◆ **PROMPT**
Wherever "ParquetWriteOptions" appears in the records below, copy the line that holds it.

(Collected data)

□ □ □ □ □

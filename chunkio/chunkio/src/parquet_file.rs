//! Parquet file format: one row group per chunk.

use std::{
    fs::File,
    io::{self, BufWriter, Write},
    path::Path,
    sync::Arc,
};

use arrow::{compute::concat_batches, datatypes::SchemaRef, record_batch::RecordBatch};
use bytes::Bytes;
use chunkio_arrow::{
    chunk_to_record_batch, record_batch_to_chunk, schema_from_arrow, schema_to_arrow,
};
use chunkio_core::{Chunk, ReaderState, Schema};
use parquet::{
    arrow::{
        ArrowWriter,
        arrow_reader::{ArrowReaderMetadata, ArrowReaderOptions, ParquetRecordBatchReaderBuilder},
        arrow_writer::ArrowColumnWriter,
    },
    basic::{Compression, ZstdLevel},
    file::{
        properties::{EnabledStatistics, WriterProperties},
        reader::ChunkReader,
    },
};

use crate::{
    error::{Error, Result},
    options::{ParquetCompression, ParquetWriteOptions},
};

/// Random-access source a [`ParquetReader`] decodes row groups from.
///
/// Each row group is decoded through its own handle on the source, so the
/// source must be cheaply re-openable.
pub trait TableSource: ChunkReader + Sized + 'static {
    fn try_clone(&self) -> io::Result<Self>;
}

impl TableSource for File {
    fn try_clone(&self) -> io::Result<Self> {
        File::try_clone(self)
    }
}

impl TableSource for Bytes {
    fn try_clone(&self) -> io::Result<Self> {
        Ok(self.clone())
    }
}

/// Reads a Parquet file as one chunk per row group, in file order.
pub struct ParquetReader<S: TableSource = File> {
    source: S,
    metadata: ArrowReaderMetadata,
    schema: Schema,
    next_row_group: usize,
    state: ReaderState,
}

impl ParquetReader<File> {
    pub fn open(path: impl AsRef<Path>) -> Result<Self> {
        let path = path.as_ref();
        tracing::debug!("open Parquet file: {}", path.display());
        Self::try_new(File::open(path)?)
    }
}

impl<S: TableSource> ParquetReader<S> {
    /// Reads the footer and schema of the Parquet file held by `source`.
    pub fn try_new(source: S) -> Result<Self> {
        let metadata = ArrowReaderMetadata::load(&source, ArrowReaderOptions::default())
            .map_err(Error::decode)?;
        let schema = schema_from_arrow(metadata.schema()).map_err(Error::decode)?;
        tracing::debug!(
            "Parquet reader opened: {} columns, {} row groups",
            schema.len(),
            metadata.metadata().num_row_groups()
        );
        Ok(Self {
            source,
            metadata,
            schema,
            next_row_group: 0,
            state: ReaderState::Opened,
        })
    }

    pub fn schema(&self) -> &Schema {
        &self.schema
    }

    pub fn num_row_groups(&self) -> usize {
        self.metadata.metadata().num_row_groups()
    }

    /// Total number of rows recorded in the footer.
    pub fn num_rows(&self) -> i64 {
        self.metadata.metadata().file_metadata().num_rows()
    }

    pub fn state(&self) -> ReaderState {
        self.state
    }

    fn read_row_group(&self, index: usize) -> Result<Chunk> {
        let rows = self.metadata.metadata().row_group(index).num_rows();
        if rows == 0 {
            let empty = RecordBatch::new_empty(self.metadata.schema().clone());
            return record_batch_to_chunk(&self.schema, &empty).map_err(Error::decode);
        }
        let batch_size = usize::try_from(rows).unwrap_or(0).max(1);
        let reader = ParquetRecordBatchReaderBuilder::new_with_metadata(
            self.source.try_clone()?,
            self.metadata.clone(),
        )
        .with_row_groups(vec![index])
        .with_batch_size(batch_size)
        .build()
        .map_err(Error::decode)?;
        let mut batches = reader
            .collect::<Result<Vec<RecordBatch>, _>>()
            .map_err(Error::decode)?;
        let batch = if batches.len() == 1 {
            batches.swap_remove(0)
        } else {
            concat_batches(self.metadata.schema(), &batches).map_err(Error::decode)?
        };
        tracing::trace!("Parquet row group {index} decoded: {} rows", batch.num_rows());
        record_batch_to_chunk(&self.schema, &batch).map_err(Error::decode)
    }
}

impl<S: TableSource> Iterator for ParquetReader<S> {
    type Item = Result<Chunk>;

    fn next(&mut self) -> Option<Self::Item> {
        if self.state.is_done() {
            return None;
        }
        let next = (self.next_row_group < self.num_row_groups()).then(|| {
            let index = self.next_row_group;
            self.next_row_group += 1;
            self.read_row_group(index)
        });
        self.state.advance(next)
    }
}

/// Writes chunks as row groups of a Parquet file.
///
/// Every [`write`](ParquetWriter::write) call produces exactly one row group;
/// the footer is written by [`finish`](ParquetWriter::finish), or on drop when
/// `finish` was never called. A failed encode poisons the writer and the
/// footer is never written.
pub struct ParquetWriter<W: Write + Send = BufWriter<File>> {
    inner: Option<ArrowWriter<W>>,
    schema: Schema,
    arrow_schema: SchemaRef,
    poisoned: bool,
}

impl ParquetWriter<BufWriter<File>> {
    /// Creates (or truncates) the file at `path` and writes the header.
    pub fn create(
        path: impl AsRef<Path>,
        schema: Schema,
        options: ParquetWriteOptions,
    ) -> Result<Self> {
        let path = path.as_ref();
        tracing::debug!("create Parquet file: {}", path.display());
        Self::try_new(BufWriter::new(File::create(path)?), schema, options)
    }
}

fn writer_properties(options: &ParquetWriteOptions) -> Result<WriterProperties> {
    let compression = match options.compression() {
        ParquetCompression::Uncompressed => Compression::UNCOMPRESSED,
        ParquetCompression::Snappy => Compression::SNAPPY,
        ParquetCompression::Zstd(level) => Compression::ZSTD(ZstdLevel::try_new(level)?),
    };
    let statistics = if options.write_statistics() {
        EnabledStatistics::Page
    } else {
        EnabledStatistics::None
    };
    // Row groups are cut by explicit flushes only.
    let mut builder = WriterProperties::builder()
        .set_compression(compression)
        .set_statistics_enabled(statistics)
        .set_max_row_group_size(usize::MAX);
    if let Some(limit) = options.data_page_size_limit() {
        builder = builder.set_data_page_size_limit(limit);
    }
    Ok(builder.build())
}

impl<W: Write + Send> ParquetWriter<W> {
    pub fn try_new(sink: W, schema: Schema, options: ParquetWriteOptions) -> Result<Self> {
        let arrow_schema = Arc::new(schema_to_arrow(&schema));
        let props = writer_properties(&options)?;
        let inner = ArrowWriter::try_new(sink, arrow_schema.clone(), Some(props))?;
        tracing::debug!(
            "Parquet writer opened: {} columns, compression {:?}",
            schema.len(),
            options.compression()
        );
        Ok(Self {
            inner: Some(inner),
            schema,
            arrow_schema,
            poisoned: false,
        })
    }

    pub fn schema(&self) -> &Schema {
        &self.schema
    }

    /// Writes `chunk` as one row group.
    ///
    /// A chunk that does not conform to the schema fails with
    /// [`Error::TypeMismatch`] before anything is written. An empty chunk
    /// produces a row group with zero rows.
    pub fn write(&mut self, chunk: &Chunk) -> Result<()> {
        if self.poisoned {
            return Err(Error::Poisoned);
        }
        self.schema.check_chunk(chunk)?;
        let batch = chunk_to_record_batch(&self.arrow_schema, chunk)?;
        let inner = self.inner.as_mut().ok_or(Error::Finished)?;
        let written = if batch.num_rows() == 0 {
            write_empty_row_group(inner)
        } else {
            inner.write(&batch).and_then(|()| inner.flush())
        };
        if let Err(e) = written {
            self.poisoned = true;
            return Err(e.into());
        }
        tracing::trace!("Parquet row group written: {} rows", chunk.len());
        Ok(())
    }

    /// Writes the footer, flushes and returns the sink.
    pub fn finish(mut self) -> Result<W> {
        if self.poisoned {
            return Err(Error::Poisoned);
        }
        let inner = self.inner.take().ok_or(Error::Finished)?;
        let mut sink = inner.into_inner()?;
        sink.flush()?;
        tracing::debug!("Parquet writer finished");
        Ok(sink)
    }
}

// `ArrowWriter::write` skips empty batches, so the row group is assembled from
// closed column writers instead.
fn write_empty_row_group<W: Write + Send>(
    writer: &mut ArrowWriter<W>,
) -> parquet::errors::Result<()> {
    let chunks = writer
        .get_column_writers()?
        .into_iter()
        .map(ArrowColumnWriter::close)
        .collect::<parquet::errors::Result<Vec<_>>>()?;
    writer.append_row_group(chunks)
}

impl<W: Write + Send> Drop for ParquetWriter<W> {
    fn drop(&mut self) {
        let Some(inner) = self.inner.take() else {
            return;
        };
        if self.poisoned {
            return;
        }
        let result = inner
            .into_inner()
            .map_err(Error::from)
            .and_then(|mut sink| Ok(sink.flush()?));
        if let Err(e) = result {
            tracing::warn!("failed to finalize Parquet file on drop: {e}");
        }
    }
}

□ □ □ □ □

◆ **RESULT FOR THIS EXERCISE**
    options::{ParquetCompression, ParquetWriteOptions},
        options: ParquetWriteOptions,
fn writer_properties(options: &ParquetWriteOptions) -> Result<WriterProperties> {
    pub fn try_new(sink: W, schema: Schema, options: ParquetWriteOptions) -> Result<Self> {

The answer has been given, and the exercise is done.